In this thesis, we propose a linear transformation of the feature vector which aims to augment the recognition rate of the ASR by increasing the discriminating power of the feature vectors. By making use of the relative entropy of each phoneme (the unit of recognition), the proposed method tries to shorten the distances between within-class feature vectors, while lengthening the inter-class distances of the feature vectors. The method is based on the observation that as the relative entropy between two classes of feature vectors becomes larger, the dissimilarity increases, and so does the discriminating power between the classes. The proposed transformation matrix of the feature vector is derived as follows: Firstly, the objective function is defined as a function of the divergence which is the average of relative entropy between classes.

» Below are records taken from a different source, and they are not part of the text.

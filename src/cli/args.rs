//! Command-line argument definitions for the statement processor
//!
//! This module defines the complete CLI interface using the clap derive API.

use clap::{Parser, Subcommand};
use std::path::PathBuf;

/// CLI arguments for the brokerage statement processor
///
/// Converts sectioned trade-activity CSV exports into flat NDJSON or JSON
/// records with a unified schema across all sections.
#[derive(Debug, Clone, Parser)]
#[command(
    name = "statement-processor",
    version,
    about = "Flatten sectioned brokerage trade-activity CSV exports into canonical NDJSON records",
    long_about = "A tool that converts brokerage statement CSV exports into flat NDJSON or JSON \
                  records. Statement files interleave several sections (filled orders, canceled \
                  orders, working orders) with differing column layouts; the processor detects \
                  section boundaries and column headers from row content, normalizes quantities, \
                  prices and dates, and emits one canonical record per row with full provenance."
)]
pub struct Args {
    #[command(subcommand)]
    pub command: Option<Commands>,

    /// Enable debug logging
    #[arg(short = 'v', long = "verbose", global = true, help = "Enable debug logging")]
    pub verbose: bool,
}

/// Available subcommands for the statement processor
#[derive(Debug, Clone, Subcommand)]
pub enum Commands {
    /// Convert statement CSV files to flat NDJSON/JSON (main command)
    Convert(ConvertArgs),
    /// Inspect a converted output file for validation issues
    Diagnose(DiagnoseArgs),
}

/// Arguments for the convert command (main data processing)
#[derive(Debug, Clone, Parser)]
pub struct ConvertArgs {
    /// Input statement CSV files or glob patterns
    ///
    /// Files are processed in the order given; glob patterns expand to
    /// their matches sorted by path.
    #[arg(value_name = "INPUT", required = true)]
    pub inputs: Vec<String>,

    /// Destination path for the converted records
    ///
    /// Defaults to output.ndjson in the current directory.
    #[arg(
        short = 'o',
        long = "output",
        value_name = "PATH",
        help = "Destination path for converted records"
    )]
    pub output: Option<PathBuf>,

    /// Write a single JSON array instead of newline-delimited JSON
    #[arg(long = "output-json", help = "Write a single JSON array instead of NDJSON")]
    pub output_json: bool,

    /// Pretty-print JSON output (array mode only)
    #[arg(long = "pretty", help = "Pretty-print JSON (only applies to array mode)")]
    pub pretty: bool,

    /// Print a preview of the first N output records after conversion
    #[arg(
        long = "preview",
        value_name = "N",
        default_value_t = 0,
        help = "Print preview of first N output records after conversion"
    )]
    pub preview: usize,

    /// Only process the first N rows of each file (0 = all)
    #[arg(
        long = "max-rows",
        value_name = "N",
        help = "Only process the first N rows of each file"
    )]
    pub max_rows: Option<usize>,

    /// Report quantities as absolute values instead of signed
    #[arg(long = "qty-unsigned", help = "Report quantities as absolute values")]
    pub qty_unsigned: bool,

    /// Include the Rolling Strategies section, excluded by default
    #[arg(long = "include-rolling", help = "Include the Rolling Strategies section")]
    pub include_rolling: bool,

    /// Emit markers for sections that contain no data rows
    ///
    /// By default, a section whose boundary and header rows are followed by
    /// no data rows contributes nothing to the output.
    #[arg(
        long = "keep-empty-sections",
        help = "Emit markers for sections with no data rows"
    )]
    pub keep_empty_sections: bool,

    /// Regroup output by section and sort within each section by timestamp
    #[arg(
        long = "group-sections",
        help = "Regroup output by section, sorted by best-available timestamp"
    )]
    pub group_sections: bool,

    /// Keep rows whose status begins with TRIGGERED or REJECTED
    #[arg(
        long = "no-status-filter",
        help = "Keep rows whose status begins with TRIGGERED or REJECTED"
    )]
    pub no_status_filter: bool,

    /// JSON file mapping regex to section name, replacing the defaults
    ///
    /// The file holds one JSON object; keys are content patterns tried in
    /// order, values are section names or null for "recognized but
    /// ignored". The supplied table wholly replaces the default patterns.
    #[arg(
        long = "section-patterns-file",
        value_name = "FILE",
        help = "JSON file of regex-to-section patterns replacing the defaults"
    )]
    pub section_patterns_file: Option<PathBuf>,

    /// Allow the output path to overwrite an input file
    #[arg(long = "force", help = "Allow the output path to overwrite an input file")]
    pub force: bool,
}

/// Arguments for the diagnose command
#[derive(Debug, Clone, Parser)]
pub struct DiagnoseArgs {
    /// Converted NDJSON file to inspect
    #[arg(value_name = "INPUT")]
    pub input: PathBuf,

    /// Only show records with these issue types
    #[arg(
        short = 't',
        long = "issue-type",
        value_name = "TYPE",
        help = "Filter by specific issue type(s)"
    )]
    pub issue_types: Vec<String>,

    /// Show every field of each problem record
    #[arg(
        short = 'a',
        long = "show-all-fields",
        help = "Show all fields instead of the relevant subset"
    )]
    pub show_all_fields: bool,
}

Then, the objective function is maximized to give the optimal linear transformation matrix by an iterative learning algorithm, the natural gradient ascent method.
To examine the effect on the discriminating power of the proposed method, two sets of experiments are performed using the TIMIT corpus: a simple phoneme classification experiment using Euclidian distance measure and a recognition experiment by an ASR system. The results are compared with those of the well known methods, such as PCA, LDA and Li’s method and shown at least 0.28% of improvement.